WHAT TO PRODUCE = Search the data for the string "serialized" and extract every line where it appears.

EXCERPTED RECORDS =
####

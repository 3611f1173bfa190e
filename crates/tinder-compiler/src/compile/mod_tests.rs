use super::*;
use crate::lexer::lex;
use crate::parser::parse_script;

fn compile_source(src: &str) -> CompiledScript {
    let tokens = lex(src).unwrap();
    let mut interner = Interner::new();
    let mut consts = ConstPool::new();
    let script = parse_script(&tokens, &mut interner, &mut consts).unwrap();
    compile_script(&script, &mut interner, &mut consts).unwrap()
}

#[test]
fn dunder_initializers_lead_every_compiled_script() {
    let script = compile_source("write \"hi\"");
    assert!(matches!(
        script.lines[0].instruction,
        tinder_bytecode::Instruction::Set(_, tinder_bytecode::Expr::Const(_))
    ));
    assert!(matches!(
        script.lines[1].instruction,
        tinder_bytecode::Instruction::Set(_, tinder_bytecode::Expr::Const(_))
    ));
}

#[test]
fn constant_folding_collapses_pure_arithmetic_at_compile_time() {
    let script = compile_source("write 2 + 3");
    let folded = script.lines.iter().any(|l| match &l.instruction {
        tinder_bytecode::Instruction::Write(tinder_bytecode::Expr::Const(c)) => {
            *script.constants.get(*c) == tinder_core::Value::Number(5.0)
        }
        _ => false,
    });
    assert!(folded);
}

####

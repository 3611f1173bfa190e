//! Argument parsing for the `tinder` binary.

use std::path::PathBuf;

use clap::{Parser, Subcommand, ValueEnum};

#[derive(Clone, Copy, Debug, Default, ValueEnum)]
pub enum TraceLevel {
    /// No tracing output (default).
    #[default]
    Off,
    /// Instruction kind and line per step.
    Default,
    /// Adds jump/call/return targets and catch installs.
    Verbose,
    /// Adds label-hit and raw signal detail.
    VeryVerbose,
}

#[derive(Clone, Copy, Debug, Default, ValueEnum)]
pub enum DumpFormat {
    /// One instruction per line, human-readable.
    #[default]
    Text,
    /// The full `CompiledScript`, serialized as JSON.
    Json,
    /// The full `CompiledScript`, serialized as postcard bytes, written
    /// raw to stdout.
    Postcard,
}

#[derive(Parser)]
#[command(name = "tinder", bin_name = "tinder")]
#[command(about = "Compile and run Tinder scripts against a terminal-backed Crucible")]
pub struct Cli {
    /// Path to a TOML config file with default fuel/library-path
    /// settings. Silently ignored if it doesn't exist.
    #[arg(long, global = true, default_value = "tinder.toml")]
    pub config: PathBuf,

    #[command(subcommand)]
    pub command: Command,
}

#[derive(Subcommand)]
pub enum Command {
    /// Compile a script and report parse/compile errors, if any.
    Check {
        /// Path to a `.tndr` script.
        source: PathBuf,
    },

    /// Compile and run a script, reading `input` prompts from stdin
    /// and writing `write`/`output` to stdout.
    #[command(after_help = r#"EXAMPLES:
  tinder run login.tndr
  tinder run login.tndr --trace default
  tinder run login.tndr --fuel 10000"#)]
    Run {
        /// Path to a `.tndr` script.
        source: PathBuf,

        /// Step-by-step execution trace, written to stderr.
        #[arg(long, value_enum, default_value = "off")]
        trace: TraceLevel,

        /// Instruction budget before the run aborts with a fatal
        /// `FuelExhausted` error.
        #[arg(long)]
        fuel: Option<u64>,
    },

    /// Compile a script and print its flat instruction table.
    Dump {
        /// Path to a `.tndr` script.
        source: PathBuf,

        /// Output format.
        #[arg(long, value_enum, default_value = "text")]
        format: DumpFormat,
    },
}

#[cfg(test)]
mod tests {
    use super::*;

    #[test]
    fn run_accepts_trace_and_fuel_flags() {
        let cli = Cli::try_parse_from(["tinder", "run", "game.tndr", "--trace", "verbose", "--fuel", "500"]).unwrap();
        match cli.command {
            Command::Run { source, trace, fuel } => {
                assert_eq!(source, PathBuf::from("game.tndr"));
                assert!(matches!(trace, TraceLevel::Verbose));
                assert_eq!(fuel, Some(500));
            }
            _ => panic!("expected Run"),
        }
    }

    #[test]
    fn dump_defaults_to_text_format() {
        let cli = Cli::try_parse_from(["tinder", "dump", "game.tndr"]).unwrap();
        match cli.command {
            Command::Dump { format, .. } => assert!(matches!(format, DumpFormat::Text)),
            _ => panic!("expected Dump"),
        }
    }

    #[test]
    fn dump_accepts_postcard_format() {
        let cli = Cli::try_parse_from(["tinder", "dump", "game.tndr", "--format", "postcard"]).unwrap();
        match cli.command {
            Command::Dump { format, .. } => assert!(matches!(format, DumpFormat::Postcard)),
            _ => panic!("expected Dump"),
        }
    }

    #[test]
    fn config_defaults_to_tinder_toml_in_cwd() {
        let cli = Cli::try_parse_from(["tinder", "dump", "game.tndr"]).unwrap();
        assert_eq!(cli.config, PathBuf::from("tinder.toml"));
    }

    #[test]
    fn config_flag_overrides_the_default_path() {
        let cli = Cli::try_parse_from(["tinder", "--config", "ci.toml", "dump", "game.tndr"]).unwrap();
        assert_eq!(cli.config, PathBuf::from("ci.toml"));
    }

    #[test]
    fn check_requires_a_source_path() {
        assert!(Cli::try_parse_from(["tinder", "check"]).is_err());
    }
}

####

SOLUTION TO THIS PROBLEM =
    /// The full `CompiledScript`, serialized as JSON.
    /// The full `CompiledScript`, serialized as postcard bytes, written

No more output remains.